The reason that it doesn't work is that when Windows PowerShell's ConvertFrom-Json outputs an array, it outputs it as a single object rather than sending its elements one by one through the pipeline, as one would expect.
- In PowerShell [Core] 7.0, the behavior was changed to align with the usual enumeration-of-elements behavior, and a
-NoEnumerate switch was added as an opt-in to the old behavior. For the discussion that led to this change, see GitHub issue #3424.
Workarounds:
- Use
(...), which forces enumeration of the array:
# Enclosing the ConvertFrom-Json command in (...) forces enumeration.
($JSON | ConvertFrom-Json) |
Add-Member -MemberType NoteProperty -Name 'Source' -Value 'CPU' -PassThru
Note that, generally, using (...) to force collection of a command's entire output in-memory in an array is convenient, but can be problematic with large output sets. As PetSerAl points out, however, in this case it is fine, because ConvertFrom-Json itself constructs the entire output array in memory up front anyway.
- Alternative: A pass-through call to
Write-Output -NoEnumerate (Windows PowerShell) /
just Write-Output (PowerShell Core), whose sole purpose is to force enumeration of the array elements:
# Inserting Write-Output [-NoEnumerate] between ConvertFrom-Json and Add-Member
# forces enumeration of the array elements.

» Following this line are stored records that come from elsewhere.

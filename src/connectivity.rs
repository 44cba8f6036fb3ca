use crate::config::{Config, CONNECTIVITY_TIMEOUT};
use crate::metrics::{Operation, SampleStore};
use crate::probe::{ProbeClient, ProbeError};

// ─── Pre-run connectivity check ──────────────────────────────────

/// Probe both targets once before any scenario runs. Every attempt is
/// recorded as a sample, success or not. Returns true only when both
/// endpoints answered 200; anything else means the run must abort
/// before producing misleading timing data.
pub async fn check_servers(client: &ProbeClient, cfg: &Config, store: &mut SampleStore) -> bool {
    let backend_up = check_one(
        client,
        store,
        Operation::ServerStatusCheck,
        &format!("{}/test", cfg.server_url),
        None,
        "backend server",
    )
    .await;
    if !backend_up {
        return false;
    }

    check_one(
        client,
        store,
        Operation::ProxyStatusCheck,
        &format!("{}/test", cfg.proxy_url),
        Some(&cfg.host_header()),
        "proxy server",
    )
    .await
}

async fn check_one(
    client: &ProbeClient,
    store: &mut SampleStore,
    operation: Operation,
    url: &str,
    host: Option<&str>,
    what: &str,
) -> bool {
    println!();
    println!("Testing {what} connectivity...");
    tracing::debug!(url, ?host, "connectivity probe");

    let outcome = client.get(url, host, CONNECTIVITY_TIMEOUT).await;
    store.record(operation, outcome.elapsed, outcome.status(), false);

    match &outcome.result {
        Ok(resp) if resp.status == 200 => {
            println!(
                "   ✓ {what} is running ({:.0} ms)",
                outcome.elapsed.as_secs_f64() * 1000.0
            );
            true
        }
        Ok(resp) => {
            println!(
                "   ✗ {what} returned unexpected status: {}",
                resp.status
            );
            false
        }
        Err(ProbeError::Timeout) => {
            println!("   ✗ {what} connection timed out");
            false
        }
        Err(ProbeError::Connect(reason)) => {
            println!("   ✗ cannot connect to {what}");
            println!("     → is anything listening at {url}?");
            tracing::debug!(%reason, "connect failure");
            false
        }
        Err(err) => {
            println!("   ✗ {what} error: {err}");
            false
        }
    }
}
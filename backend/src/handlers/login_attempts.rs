use axum::{
    extract::{Extension, Query, State},
    Json,
};
use serde::{Deserialize, Serialize};
use utoipa::{IntoParams, ToSchema};
use validator::Validate;

use crate::{
    error::AppError,
    models::login_attempt::{AttemptDecision, AttemptStatus},
    models::user::User,
    state::AppState,
};

#[derive(Debug, Deserialize, Validate, ToSchema)]
#[serde(rename_all = "camelCase")]
pub struct CreateAttemptRequest {
    #[validate(length(min = 1))]
    pub user_id: String,
    #[validate(email)]
    pub email: String,
    #[validate(length(min = 1))]
    pub browser_id: String,
    #[serde(default)]
    pub browser_info: String,
}

#[derive(Debug, Serialize, ToSchema)]
#[serde(rename_all = "camelCase")]
pub struct CreateAttemptResponse {
    pub status: String,
    #[serde(skip_serializing_if = "Option::is_none")]
    pub attempt_id: Option<String>,
}

/// Entry point for a browser that just passed password auth but found a
/// session active elsewhere. `no_conflict` and `same_browser` mean the
/// caller may simply proceed with login; `pending` means poll for the
/// active operator's decision.
pub async fn create_attempt(
    State(state): State<AppState>,
    Json(payload): Json<CreateAttemptRequest>,
) -> Result<Json<CreateAttemptResponse>, AppError> {
    payload.validate()?;

    let response = match state.sessions.get_active_session().await {
        None => CreateAttemptResponse {
            status: "no_conflict".to_string(),
            attempt_id: None,
        },
        Some(active) if active.browser_id == payload.browser_id => CreateAttemptResponse {
            status: "same_browser".to_string(),
            attempt_id: None,
        },
        Some(_) => {
            let attempt = state
                .arbitration
                .create_login_attempt(
                    &payload.user_id,
                    &payload.email,
                    &payload.browser_id,
                    &payload.browser_info,
                )
                .await?;
            CreateAttemptResponse {
                status: "pending".to_string(),
                attempt_id: Some(attempt.id),
            }
        }
    };

    Ok(Json(response))
}

#[derive(Debug, Deserialize, IntoParams)]
#[serde(rename_all = "camelCase")]
pub struct AttemptStatusQuery {
    pub attempt_id: String,
}

#[derive(Debug, Serialize, ToSchema)]
pub struct AttemptStatusResponse {
    pub status: AttemptStatus,
    pub message: String,
}

/// Polled by the waiting browser every 2 s until a terminal status shows
/// up. Expiry is applied lazily during this check.
pub async fn attempt_status(
    State(state): State<AppState>,
    Query(query): Query<AttemptStatusQuery>,
) -> Result<Json<AttemptStatusResponse>, AppError> {
    let report = state
        .arbitration
        .check_attempt_status(&query.attempt_id)
        .await?
        .ok_or_else(|| AppError::NotFound("Login attempt not found".to_string()))?;

    Ok(Json(AttemptStatusResponse {
        status: report.status,
        message: report.message,
    }))
}

#[derive(Debug, Deserialize, Validate, ToSchema)]
#[serde(rename_all = "camelCase")]
pub struct RespondAttemptRequest {
    #[validate(length(min = 1))]
    pub attempt_id: String,
    pub decision: AttemptDecision,
}

#[derive(Debug, Serialize, ToSchema)]
#[serde(rename_all = "camelCase")]
pub struct RespondAttemptResponse {
    pub success: bool,
    pub decision: AttemptDecision,
    pub message: String,
}

/// The active operator approves or denies a pending attempt.
pub async fn respond_attempt(
    State(state): State<AppState>,
    Extension(user): Extension<User>,
    Json(payload): Json<RespondAttemptRequest>,
) -> Result<Json<RespondAttemptResponse>, AppError> {
    payload.validate()?;

    let outcome = state
        .arbitration
        .respond_to_attempt(&payload.attempt_id, payload.decision, &user.id)
        .await?;

    Ok(Json(RespondAttemptResponse {
        success: outcome.success,
        decision: outcome.decision,
        message: outcome.message,
    }))
}
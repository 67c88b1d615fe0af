#![allow(unused_imports)]

pub mod login_attempt;
pub mod memory;
pub mod session;
pub mod user;

pub use login_attempt::*;
pub use memory::*;
pub use session::*;
pub use user::*;
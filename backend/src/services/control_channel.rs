//! Realtime control channel: named broadcast topics carrying JSON events
//! between the remote controller, display clients, and server-side actors.
//!
//! Delivery is best-effort and at-most-once. Publish never surfaces an
//! error to the caller; a send failure only means nobody is listening, and
//! the heartbeat queue remains the reliable fallback path. A sender never
//! receives its own broadcast.

use dashmap::DashMap;
use serde_json::Value;
use tokio::sync::broadcast;
use uuid::Uuid;

/// Per-topic buffer. A subscriber that falls more than this many messages
/// behind skips ahead (lagged) rather than blocking senders.
const BROADCAST_CAPACITY: usize = 256;

pub const CHANNEL_REMOTE_CONTROL: &str = "remote-control";
pub const CHANNEL_STATUS: &str = "remote-control-status";
pub const CHANNEL_HEARTBEAT: &str = "remote-control-heartbeat";
pub const CHANNEL_NOTIFICATIONS: &str = "remote-control-notifications";

pub const EVENT_REMOTE_COMMAND: &str = "remote-command";
pub const EVENT_REQUEST_STATUS: &str = "request-status";
pub const EVENT_SLIDESHOW_STATUS: &str = "slideshow-status";
pub const EVENT_IMAGE_CLOSED: &str = "image-closed";
pub const EVENT_VIDEO_UPDATED: &str = "video-updated";
pub const EVENT_IMAGE_UPDATED: &str = "image-updated";
pub const EVENT_FORCE_REFRESH: &str = "force-refresh";

#[derive(Debug, Clone)]
struct Envelope {
    sender: Uuid,
    event: String,
    payload: Value,
}

/// An event as seen by a subscriber.
#[derive(Debug, Clone, PartialEq)]
pub struct ChannelEvent {
    pub event: String,
    pub payload: Value,
}

#[derive(Default)]
pub struct ControlChannel {
    topics: DashMap<String, broadcast::Sender<Envelope>>,
}

impl ControlChannel {
    pub fn new() -> Self {
        Self::default()
    }

    fn sender_for(&self, channel: &str) -> broadcast::Sender<Envelope> {
        self.topics
            .entry(channel.to_string())
            .or_insert_with(|| broadcast::channel(BROADCAST_CAPACITY).0)
            .clone()
    }

    /// Join a logical channel. Dropping the subscription leaves it; teardown
    /// is always safe, including mid-connect.
    pub fn subscribe(&self, channel: &str) -> ChannelSubscription {
        let tx = self.sender_for(channel);
        let rx = tx.subscribe();
        ChannelSubscription {
            id: Uuid::new_v4(),
            channel: channel.to_string(),
            tx,
            rx,
        }
    }

    /// Publish without a subscription handle. Used by server-side actors
    /// (command dispatch, admin-side cache-invalidation broadcasts).
    pub fn publish(&self, channel: &str, event: &str, payload: Value) {
        let tx = self.sender_for(channel);
        if tx
            .send(Envelope {
                sender: Uuid::new_v4(),
                event: event.to_string(),
                payload,
            })
            .is_err()
        {
            tracing::debug!(channel, event, "broadcast dropped, no subscribers");
        }
    }
}

pub struct ChannelSubscription {
    id: Uuid,
    channel: String,
    tx: broadcast::Sender<Envelope>,
    rx: broadcast::Receiver<Envelope>,
}

impl ChannelSubscription {
    pub fn channel(&self) -> &str {
        &self.channel
    }

    /// Publish to every other subscriber on this channel.
    pub fn publish(&self, event: &str, payload: Value) {
        if self
            .tx
            .send(Envelope {
                sender: self.id,
                event: event.to_string(),
                payload,
            })
            .is_err()
        {
            tracing::debug!(channel = %self.channel, event, "publish dropped, no subscribers");
        }
    }

    /// Next event from the channel, skipping this subscription's own
    /// broadcasts. Returns `None` once the channel is gone.
    pub async fn recv(&mut self) -> Option<ChannelEvent> {
        loop {
            match self.rx.recv().await {
                Ok(env) if env.sender == self.id => continue,
                Ok(env) => {
                    return Some(ChannelEvent {
                        event: env.event,
                        payload: env.payload,
                    })
                }
                Err(broadcast::error::RecvError::Lagged(skipped)) => {
                    tracing::warn!(
                        channel = %self.channel,
                        skipped,
                        "subscriber lagged; missed broadcasts dropped"
                    );
                    continue;
                }
                Err(broadcast::error::RecvError::Closed) => return None,
            }
        }
    }

    /// Wait for a specific event, discarding others.
    pub async fn recv_event(&mut self, event: &str) -> Option<Value> {
        while let Some(received) = self.recv().await {
            if received.event == event {
                return Some(received.payload);
            }
        }
        None
    }
}

#[cfg(test)]
mod tests {
    use super::*;
    use serde_json::json;

    #[tokio::test]
    async fn broadcast_reaches_other_subscribers_but_not_self() {
        let channel = ControlChannel::new();
        let controller = channel.subscribe(CHANNEL_REMOTE_CONTROL);
        let mut display = channel.subscribe(CHANNEL_REMOTE_CONTROL);

        controller.publish(EVENT_REMOTE_COMMAND, json!({"command": "next"}));

        let event = display.recv().await.expect("display receives");
        assert_eq!(event.event, EVENT_REMOTE_COMMAND);
        assert_eq!(event.payload["command"], "next");
    }

    #[tokio::test]
    async fn sender_does_not_receive_own_publish() {
        let channel = ControlChannel::new();
        let mut controller = channel.subscribe(CHANNEL_STATUS);
        let display = channel.subscribe(CHANNEL_STATUS);

        controller.publish(EVENT_SLIDESHOW_STATUS, json!({"current": 1}));
        display.publish(EVENT_SLIDESHOW_STATUS, json!({"current": 2}));

        // The controller must see only the display's message.
        let event = controller.recv().await.expect("receive");
        assert_eq!(event.payload["current"], 2);
    }

    #[tokio::test]
    async fn channels_are_isolated_by_name() {
        let channel = ControlChannel::new();
        let mut status_sub = channel.subscribe(CHANNEL_STATUS);

        channel.publish(CHANNEL_REMOTE_CONTROL, EVENT_REMOTE_COMMAND, json!({}));
        channel.publish(CHANNEL_STATUS, EVENT_SLIDESHOW_STATUS, json!({"total": 3}));

        let event = status_sub.recv().await.expect("receive");
        assert_eq!(event.event, EVENT_SLIDESHOW_STATUS);
    }
}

# *Windows PowerShell*, as of v5.1:
$JSON | ConvertFrom-Json | Write-Output -NoEnumerate |
Add-Member -MemberType NoteProperty -Name 'Source' -Value 'CPU' -PassThru
# PowerShell *Core*:
$JSON | ConvertFrom-Json | Write-Output |
Add-Member -MemberType NoteProperty -Name 'Source' -Value 'CPU' -PassThru
Optional reading: the quirks of Write-Output:
Windows PowerShell as of v5.1:
Due to a bug, Write-Output invariably enumerates single objects that are collections themselves, even when you add -NoEnumerate.
Paradoxically, -NoEnumerate is actually needed in this case - even though we do want to enumerate! - so as to prevent Write-Output from applying enumeration twice: once (invariably) to the input array, and again to the individual array elements (thanks again, PetSerAl); e.g.:
# !! Unexpectedly returns 4(!): enumerates the outer 2-element array
# !! *and* its elements.
# (In PowerShell *Core*, this yields 2, as expected.)

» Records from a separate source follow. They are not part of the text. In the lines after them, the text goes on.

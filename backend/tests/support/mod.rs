#![allow(dead_code)]

use std::sync::Arc;

use axum::{
    body::Body,
    http::{header, Method, Request, StatusCode},
    Router,
};
use chrono::Utc;
use serde_json::Value;
use tower::ServiceExt;
use uuid::Uuid;

use signcast_backend::{
    config::Config,
    models::user::User,
    repositories::{MemoryLoginAttemptStore, MemorySessionStore, MemoryUserStore, UserStoreTrait},
    routes,
    state::AppState,
    utils::{jwt::create_access_token, password::hash_password},
};

pub const TEST_JWT_SECRET: &str = "test-secret";

pub fn test_config() -> Config {
    Config {
        listen_addr: "127.0.0.1:0".to_string(),
        database_url: "memory".to_string(),
        jwt_secret: TEST_JWT_SECRET.to_string(),
        jwt_expiration_hours: 1,
        session_stale_hours: 24,
        device_stale_seconds: 15,
        login_attempt_ttl_seconds: 120,
        login_arbitration_enabled: false,
    }
}

/// In-memory application state plus handles to the raw stores, for tests
/// that need to seed or inspect rows directly.
pub struct TestContext {
    pub state: AppState,
    pub users: Arc<MemoryUserStore>,
    pub sessions: Arc<MemorySessionStore>,
    pub attempts: Arc<MemoryLoginAttemptStore>,
}

pub fn test_context() -> TestContext {
    test_context_with_config(test_config())
}

pub fn test_context_with_config(config: Config) -> TestContext {
    let users = Arc::new(MemoryUserStore::new());
    let sessions = Arc::new(MemorySessionStore::new());
    let attempts = Arc::new(MemoryLoginAttemptStore::new());
    let state = AppState::new(config, users.clone(), sessions.clone(), attempts.clone());
    TestContext {
        state,
        users,
        sessions,
        attempts,
    }
}

pub fn test_router(ctx: &TestContext) -> Router {
    routes::api_router(ctx.state.clone())
}

pub async fn seed_user(ctx: &TestContext, email: &str, password: &str) -> User {
    let user = User {
        id: Uuid::new_v4().to_string(),
        email: email.to_string(),
        password_hash: hash_password(password).expect("hash password"),
        display_name: Some("Test Operator".to_string()),
        created_at: Utc::now(),
    };
    ctx.users.insert(&user).await.expect("insert user");
    user
}

pub fn bearer_token_for(user: &User) -> String {
    create_access_token(user.id.clone(), user.email.clone(), TEST_JWT_SECRET, 1)
        .expect("create token")
}

pub async fn send_json(
    app: &Router,
    method: Method,
    uri: &str,
    token: Option<&str>,
    body: Option<Value>,
) -> (StatusCode, Value) {
    let mut builder = Request::builder().method(method).uri(uri);
    if let Some(token) = token {
        builder = builder.header(header::AUTHORIZATION, format!("Bearer {}", token));
    }
    let request = match body {
        Some(body) => builder
            .header(header::CONTENT_TYPE, "application/json")
            .body(Body::from(body.to_string())),
        None => builder.body(Body::empty()),
    }
    .expect("build request");

    let response = app.clone().oneshot(request).await.expect("send request");
    let status = response.status();
    let bytes = axum::body::to_bytes(response.into_body(), usize::MAX)
        .await
        .expect("read body");
    let json = if bytes.is_empty() {
        Value::Null
    } else {
        serde_json::from_slice(&bytes).expect("parse body")
    };
    (status, json)
}

pub async fn post_json(
    app: &Router,
    uri: &str,
    token: Option<&str>,
    body: Value,
) -> (StatusCode, Value) {
    send_json(app, Method::POST, uri, token, Some(body)).await
}

pub async fn get_json(app: &Router, uri: &str, token: Option<&str>) -> (StatusCode, Value) {
    send_json(app, Method::GET, uri, token, None).await
}
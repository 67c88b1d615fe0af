//! Single-active-session policy.
//!
//! The deployment allows exactly one operator context to be live at a time,
//! across all users and pages, so that one physical operator controls the
//! displays. Password login always takes over (`force_new = true`); the
//! non-forced path detects cross-browser conflicts and hands them to login
//! arbitration.
//!
//! Store failures degrade to "no session" on read paths, but conflict
//! detection fails closed: ambiguous state rejects the login rather than
//! risking two live controllers.

use std::sync::Arc;

use chrono::{DateTime, Duration, Utc};

use crate::models::session::{NewSession, Session};
use crate::repositories::session::SessionStoreTrait;

/// Result of a create/refresh call.
#[derive(Debug, Clone)]
pub struct SessionOutcome {
    pub success: bool,
    pub conflict: bool,
    pub message: String,
    /// The conflicting session, attached when `conflict` is set.
    pub existing_session: Option<Session>,
}

impl SessionOutcome {
    fn ok(message: &str) -> Self {
        Self {
            success: true,
            conflict: false,
            message: message.to_string(),
            existing_session: None,
        }
    }

    fn conflict(existing: Session) -> Self {
        Self {
            success: false,
            conflict: true,
            message: format!(
                "Another session is active on {} for {}",
                existing.page, existing.email
            ),
            existing_session: Some(existing),
        }
    }

    fn unavailable() -> Self {
        Self {
            success: false,
            conflict: false,
            message: "Unable to verify active session".to_string(),
            existing_session: None,
        }
    }
}

pub struct SessionRegistry {
    store: Arc<dyn SessionStoreTrait>,
    stale_after: Duration,
}

impl SessionRegistry {
    pub fn new(store: Arc<dyn SessionStoreTrait>, stale_after: Duration) -> Self {
        Self { store, stale_after }
    }

    /// The single current session, or `None`. With multiple rows from the
    /// same browser (admin + remote tab) the most recently seen one wins.
    pub async fn get_active_session(&self) -> Option<Session> {
        match self.store.all_sessions().await {
            Ok(rows) => rows.into_iter().next(),
            Err(err) => {
                tracing::warn!(error = ?err, "session store read failed; treating as no session");
                None
            }
        }
    }

    pub async fn create_or_update_session(
        &self,
        new: NewSession,
        force_new: bool,
    ) -> SessionOutcome {
        let now = Utc::now();

        // An exact (user, page, session_id) match is a liveness re-poll from
        // the same login, not a new one.
        match self
            .store
            .find_exact(&new.user_id, new.page, &new.session_id)
            .await
        {
            Ok(Some(_)) => {
                if let Err(err) = self
                    .store
                    .touch_exact(&new.user_id, new.page, &new.session_id, now)
                    .await
                {
                    tracing::warn!(error = ?err, user_id = %new.user_id, "failed to refresh session last_seen");
                }
                return SessionOutcome::ok("Session refreshed");
            }
            Ok(None) => {}
            Err(err) if force_new => {
                // The forced path replaces everything anyway.
                tracing::warn!(error = ?err, "session lookup failed; continuing with forced takeover");
            }
            Err(err) => {
                tracing::warn!(error = ?err, "session lookup failed; rejecting non-forced login");
                return SessionOutcome::unavailable();
            }
        }

        let session = new.into_session(now);

        if force_new {
            return match self.store.replace_all(&session).await {
                Ok(()) => {
                    tracing::info!(
                        user_id = %session.user_id,
                        page = %session.page,
                        browser_id = %session.browser_id,
                        "forced session takeover"
                    );
                    SessionOutcome::ok("Session created")
                }
                Err(err) => {
                    tracing::error!(error = ?err, "failed to store session on forced takeover");
                    SessionOutcome::unavailable()
                }
            };
        }

        // Conflict detection fails closed: without a trustworthy view of the
        // session table we reject rather than risk a second controller.
        let existing = match self.store.all_sessions().await {
            Ok(rows) => rows,
            Err(err) => {
                tracing::warn!(error = ?err, "session scan failed during conflict detection");
                return SessionOutcome::unavailable();
            }
        };

        if let Some(conflicting) = existing
            .iter()
            .find(|s| s.browser_id != session.browser_id)
        {
            return SessionOutcome::conflict(conflicting.clone());
        }

        // Same browser, different tab/page: evict whatever this user had on
        // this page and insert the new row.
        match self.store.replace_for_page(&session).await {
            Ok(()) => SessionOutcome::ok("Session created"),
            Err(err) => {
                tracing::error!(error = ?err, "failed to store session");
                SessionOutcome::unavailable()
            }
        }
    }

    /// Periodic liveness touch from an open operator page.
    pub async fn update_last_seen(&self, user_id: &str) -> bool {
        match self.store.touch_user(user_id, Utc::now()).await {
            Ok(touched) => touched > 0,
            Err(err) => {
                tracing::warn!(error = ?err, user_id, "failed to touch session last_seen");
                false
            }
        }
    }

    /// Logout (or arbitration approval) path.
    pub async fn clear_session(&self, user_id: &str) -> u64 {
        match self.store.delete_for_user(user_id).await {
            Ok(removed) => {
                if removed > 0 {
                    tracing::info!(user_id, removed, "cleared operator session");
                }
                removed
            }
            Err(err) => {
                tracing::warn!(error = ?err, user_id, "failed to clear session");
                0
            }
        }
    }

    /// Admin override / recovery.
    pub async fn clear_all_sessions(&self) -> u64 {
        match self.store.delete_all().await {
            Ok(removed) => removed,
            Err(err) => {
                tracing::warn!(error = ?err, "failed to clear sessions");
                0
            }
        }
    }

    /// Delete sessions whose last heartbeat predates the staleness window.
    pub async fn cleanup_stale_sessions(&self, now: DateTime<Utc>) -> u64 {
        let cutoff = now - self.stale_after;
        match self.store.delete_stale(cutoff).await {
            Ok(removed) => {
                if removed > 0 {
                    tracing::info!(removed, "swept stale operator sessions");
                }
                removed
            }
            Err(err) => {
                tracing::warn!(error = ?err, "stale session sweep failed");
                0
            }
        }
    }
}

Write-Output -InputObject (1, 2), (3, 4) | Measure-Object
# BETTER: yields 2, because only the outer 2-element array is enumerated
# (In PowerShell *Core*, this yields 1, as expected.)
Write-Output -NoEnumerate -InputObject (1, 2), (3, 4) | Measure-Object
PowerShell (Core) v6.2.3+:
The above problem has been fixed - see GitHub issue #5955 - which means that - sensibly - you mustn't use -NoEnumerate if you do want Write-Output to enumerate pipeline objects that are themselves collections (and enumeration no longer recurses 1 level).